■ **TASK DESCRIPTION**
Below are records; say how many of their lines include the word "Error", giving nothing but the number.

Dataset entries:
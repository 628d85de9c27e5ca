use serde_json::Value;
use std::io::{self, Read};

/// Read a JSON document piped on stdin. `None` when stdin is a terminal or empty.
pub fn read_stdin() -> Result<Option<Value>, Box<dyn std::error::Error>> {
    if atty::is(atty::Stream::Stdin) {
        return Ok(None);
    }

    let mut buffer = String::new();
    io::stdin().read_to_string(&mut buffer)?;

    let trimmed = buffer.trim();
    if trimmed.is_empty() {
        return Ok(None);
    }

    Ok(Some(serde_json::from_str(trimmed)?))
}
use clap::Args;
use serde_json::{json, Value};

use voice_invoice_core::totals::InvoiceTotalsInput;
use voice_invoice_core::validation::validate_invoice_input;

use crate::input;

/// Arguments for strict validation
#[derive(Args)]
pub struct ValidateArgs {
    /// Path to JSON or YAML invoice
    #[arg(long)]
    pub input: Option<String>,
}

/// Exits non-zero on the first invalid field.
pub fn run_validate(args: ValidateArgs) -> Result<Value, Box<dyn std::error::Error>> {
    let invoice: InvoiceTotalsInput = input::file_or_stdin(args.input.as_deref())?
        .ok_or("--input <file.json> or stdin required for validation")?;
    validate_invoice_input(&invoice)?;
    Ok(json!({ "result": { "valid": true, "material_lines": invoice.materials.len() } }))
}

■ **REPLY TO THE EXERCISE**
2